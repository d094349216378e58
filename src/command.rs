//! Command/response side channel
//!
//! Devices answer NFC commands (`read`, `write`, `clear`, `format`, ...).
//! Every answer is echoed on `commandResponse` and as a typed `nfcEvent`;
//! a `read` answer also updates the slot's tag UID and ingredient.

use chrono::{DateTime, Utc};
use regex::Regex;
use serde_json::Value;
use std::sync::{Arc, OnceLock};
use tracing::{debug, info};

use crate::error::{IngestError, IngestResult};
use crate::ingress::CommandExchange;
use crate::notification::{
    CommandResponsePush, NfcEventPush, NfcEventType, NotificationDispatcher, RealtimeEvent,
};
use crate::store::SlotStatusStore;

impl NfcEventType {
    /// Map a command name to its event type. `nfc_` / `nfc:` prefixes are ignored.
    pub fn from_command(command: &str) -> Self {
        let normalized = command.trim().to_ascii_lowercase();
        let name = normalized
            .strip_prefix("nfc_")
            .or_else(|| normalized.strip_prefix("nfc:"))
            .or_else(|| normalized.strip_prefix("nfc-"))
            .unwrap_or(&normalized);
        match name {
            "read" => NfcEventType::Read,
            "write" => NfcEventType::Write,
            "clear" => NfcEventType::Clear,
            "format" => NfcEventType::Format,
            "removed" | "remove" => NfcEventType::Removed,
            _ => NfcEventType::Other,
        }
    }
}

/// Content of a tag read.
#[derive(Debug, Clone, Default, PartialEq)]
pub struct TagRead {
    pub tag_uid: Option<String>,
    pub ingredient: Option<String>,
}

impl TagRead {
    pub fn is_empty(&self) -> bool {
        self.tag_uid.is_none() && self.ingredient.is_none()
    }
}

fn uid_regex() -> Option<&'static Regex> {
    static RE: OnceLock<Option<Regex>> = OnceLock::new();
    RE.get_or_init(|| {
        Regex::new(r"(?i)\b(?:tag)?uid\s*[:=]\s*([0-9a-f]{2}(?:[:\s-]?[0-9a-f]{2})*)").ok()
    })
    .as_ref()
}

fn ingredient_regex() -> Option<&'static Regex> {
    static RE: OnceLock<Option<Regex>> = OnceLock::new();
    RE.get_or_init(|| Regex::new(r"(?i)\bingredient\s*[:=]\s*([^;,|\r\n]+)").ok())
        .as_ref()
}

/// Uppercase hex without separators.
pub fn normalize_uid(uid: &str) -> String {
    uid.chars()
        .filter(|c| c.is_ascii_hexdigit())
        .collect::<String>()
        .to_ascii_uppercase()
}

/// Parse a `read` response: a JSON object (`uid`/`tagUID`, `ingredient`),
/// a string holding such an object, or `UID:<hex>` / `INGREDIENT:<name>` text.
pub fn parse_tag_read(response: &Value) -> TagRead {
    match response {
        Value::Object(map) => {
            let text_field = |keys: &[&str]| {
                keys.iter()
                    .find_map(|k| map.get(*k).and_then(Value::as_str))
                    .map(str::trim)
                    .filter(|s| !s.is_empty())
                    .map(str::to_string)
            };
            TagRead {
                tag_uid: text_field(&["uid", "UID", "tagUID", "tagUid"])
                    .map(|uid| normalize_uid(&uid))
                    .filter(|uid| !uid.is_empty()),
                ingredient: text_field(&["ingredient", "INGREDIENT", "data"]),
            }
        }
        Value::String(text) => match serde_json::from_str::<Value>(text) {
            Ok(inner @ Value::Object(_)) => parse_tag_read(&inner),
            _ => parse_tag_text(text),
        },
        _ => TagRead::default(),
    }
}

fn parse_tag_text(text: &str) -> TagRead {
    let tag_uid = uid_regex()
        .and_then(|re| re.captures(text))
        .and_then(|caps| caps.get(1))
        .map(|m| normalize_uid(m.as_str()))
        .filter(|uid| !uid.is_empty());
    let ingredient = ingredient_regex()
        .and_then(|re| re.captures(text))
        .and_then(|caps| caps.get(1))
        .map(|m| m.as_str().trim().to_string())
        .filter(|s| !s.is_empty());
    TagRead {
        tag_uid,
        ingredient,
    }
}

/// Routes command responses to slot updates and realtime events.
pub struct CommandHandler {
    slots: Arc<dyn SlotStatusStore>,
    dispatcher: Arc<NotificationDispatcher>,
}

impl CommandHandler {
    pub fn new(slots: Arc<dyn SlotStatusStore>, dispatcher: Arc<NotificationDispatcher>) -> Self {
        Self { slots, dispatcher }
    }

    /// Handle one exchange. Realtime events are emitted even when the slot
    /// update fails; the failure is returned for logging.
    pub async fn handle(
        &self,
        device_id: &str,
        slot_id: Option<&str>,
        exchange: &CommandExchange,
        at: DateTime<Utc>,
    ) -> IngestResult<NfcEventType> {
        let event_type = NfcEventType::from_command(&exchange.command);
        let response = exchange.response_text();

        let mut push = NfcEventPush {
            event_type,
            device_id: device_id.to_string(),
            tag_uid: None,
            ingredient: None,
            response: Some(response.clone()).filter(|r| !r.is_empty()),
            timestamp: at,
        };

        let mut result = Ok(event_type);
        if event_type == NfcEventType::Read {
            let tag = parse_tag_read(&exchange.response);
            match slot_id {
                Some(slot_id) if !tag.is_empty() => {
                    match self
                        .slots
                        .set_tag(device_id, slot_id, tag.tag_uid.clone(), tag.ingredient.clone())
                        .await
                    {
                        Ok(()) => info!(
                            device_id = %device_id,
                            slot_id = %slot_id,
                            tag_uid = ?tag.tag_uid,
                            "Slot tag updated from read"
                        ),
                        Err(e) => result = Err(IngestError::persistence("set_tag", e)),
                    }
                }
                Some(_) => debug!(device_id = %device_id, "Read response carried no tag data"),
                None => debug!(device_id = %device_id, "Read response without slot, tag not stored"),
            }
            push.tag_uid = tag.tag_uid;
            push.ingredient = tag.ingredient;
        }

        self.dispatcher.push(RealtimeEvent::NfcEvent(push));
        self.dispatcher
            .push(RealtimeEvent::CommandResponse(CommandResponsePush {
                device_id: device_id.to_string(),
                command: exchange.command.clone(),
                response,
                timestamp: at,
            }));

        result
    }
}

#[cfg(test)]
mod tests {
    use super::*;
    use crate::notification::{NotificationQueue, RealtimeHub};
    use crate::store::InMemoryStore;
    use serde_json::json;

    #[test]
    fn test_command_mapping() {
        assert_eq!(NfcEventType::from_command("read"), NfcEventType::Read);
        assert_eq!(NfcEventType::from_command("NFC_WRITE"), NfcEventType::Write);
        assert_eq!(NfcEventType::from_command(" clear "), NfcEventType::Clear);
        assert_eq!(NfcEventType::from_command("nfc:format"), NfcEventType::Format);
        assert_eq!(NfcEventType::from_command("removed"), NfcEventType::Removed);
        assert_eq!(NfcEventType::from_command("reboot"), NfcEventType::Other);
    }

    #[test]
    fn test_parse_text_response() {
        let tag = parse_tag_read(&json!("UID: 04:a1:B2:c3; INGREDIENT: Brown Sugar"));
        assert_eq!(tag.tag_uid.as_deref(), Some("04A1B2C3"));
        assert_eq!(tag.ingredient.as_deref(), Some("Brown Sugar"));
    }

    #[test]
    fn test_parse_object_response() {
        let tag = parse_tag_read(&json!({"tagUID": "04 A1 B2", "ingredient": "Rice"}));
        assert_eq!(tag.tag_uid.as_deref(), Some("04A1B2"));
        assert_eq!(tag.ingredient.as_deref(), Some("Rice"));
    }

    #[test]
    fn test_parse_json_string_response() {
        let tag = parse_tag_read(&json!(r#"{"uid":"deadbeef"}"#));
        assert_eq!(tag.tag_uid.as_deref(), Some("DEADBEEF"));
        assert!(tag.ingredient.is_none());
    }

    #[test]
    fn test_parse_unrelated_response() {
        assert!(parse_tag_read(&json!("OK")).is_empty());
        assert!(parse_tag_read(&json!(42)).is_empty());
    }

    fn handler(store: Arc<InMemoryStore>) -> (CommandHandler, Arc<RealtimeHub>) {
        let hub = Arc::new(RealtimeHub::default());
        let (queue, _receiver) = NotificationQueue::channel(8);
        let dispatcher = Arc::new(NotificationDispatcher::new(hub.clone(), Arc::new(queue)));
        (CommandHandler::new(store, dispatcher), hub)
    }

    #[tokio::test]
    async fn test_read_updates_slot_and_emits_events() {
        let store = Arc::new(InMemoryStore::new());
        let (handler, hub) = handler(store.clone());
        let mut realtime = hub.subscribe();

        let exchange = CommandExchange {
            command: "read".to_string(),
            response: json!("UID:04A1B2C3 INGREDIENT:Flour"),
        };
        let result = handler.handle("rack-1", Some("S1"), &exchange, Utc::now()).await;
        assert_eq!(result.unwrap(), NfcEventType::Read);

        let slot = store.get("rack-1", "S1").await.unwrap().unwrap();
        assert_eq!(slot.tag_uid.as_deref(), Some("04A1B2C3"));
        assert_eq!(slot.ingredient.as_deref(), Some("Flour"));

        match realtime.recv().await.unwrap() {
            RealtimeEvent::NfcEvent(push) => {
                assert_eq!(push.event_type, NfcEventType::Read);
                assert_eq!(push.tag_uid.as_deref(), Some("04A1B2C3"));
            }
            other => panic!("unexpected {:?}", other),
        }
        assert_eq!(realtime.recv().await.unwrap().channel(), "commandResponse");
    }

    #[tokio::test]
    async fn test_other_command_leaves_slot_alone() {
        let store = Arc::new(InMemoryStore::new());
        let (handler, hub) = handler(store.clone());
        let mut realtime = hub.subscribe();

        let exchange = CommandExchange {
            command: "clear".to_string(),
            response: json!("OK"),
        };
        let result = handler.handle("rack-1", Some("S1"), &exchange, Utc::now()).await;
        assert_eq!(result.unwrap(), NfcEventType::Clear);
        assert!(store.get("rack-1", "S1").await.unwrap().is_none());

        match realtime.recv().await.unwrap() {
            RealtimeEvent::NfcEvent(push) => {
                assert_eq!(push.event_type, NfcEventType::Clear);
                assert_eq!(push.response.as_deref(), Some("OK"));
            }
            other => panic!("unexpected {:?}", other),
        }
    }
}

= Requirement =
Which lines of the records contain the word "SlotStatusStore"? Copy each of them.

= Output of the exercise =
use crate::store::SlotStatusStore;
    slots: Arc<dyn SlotStatusStore>,
    pub fn new(slots: Arc<dyn SlotStatusStore>, dispatcher: Arc<NotificationDispatcher>) -> Self {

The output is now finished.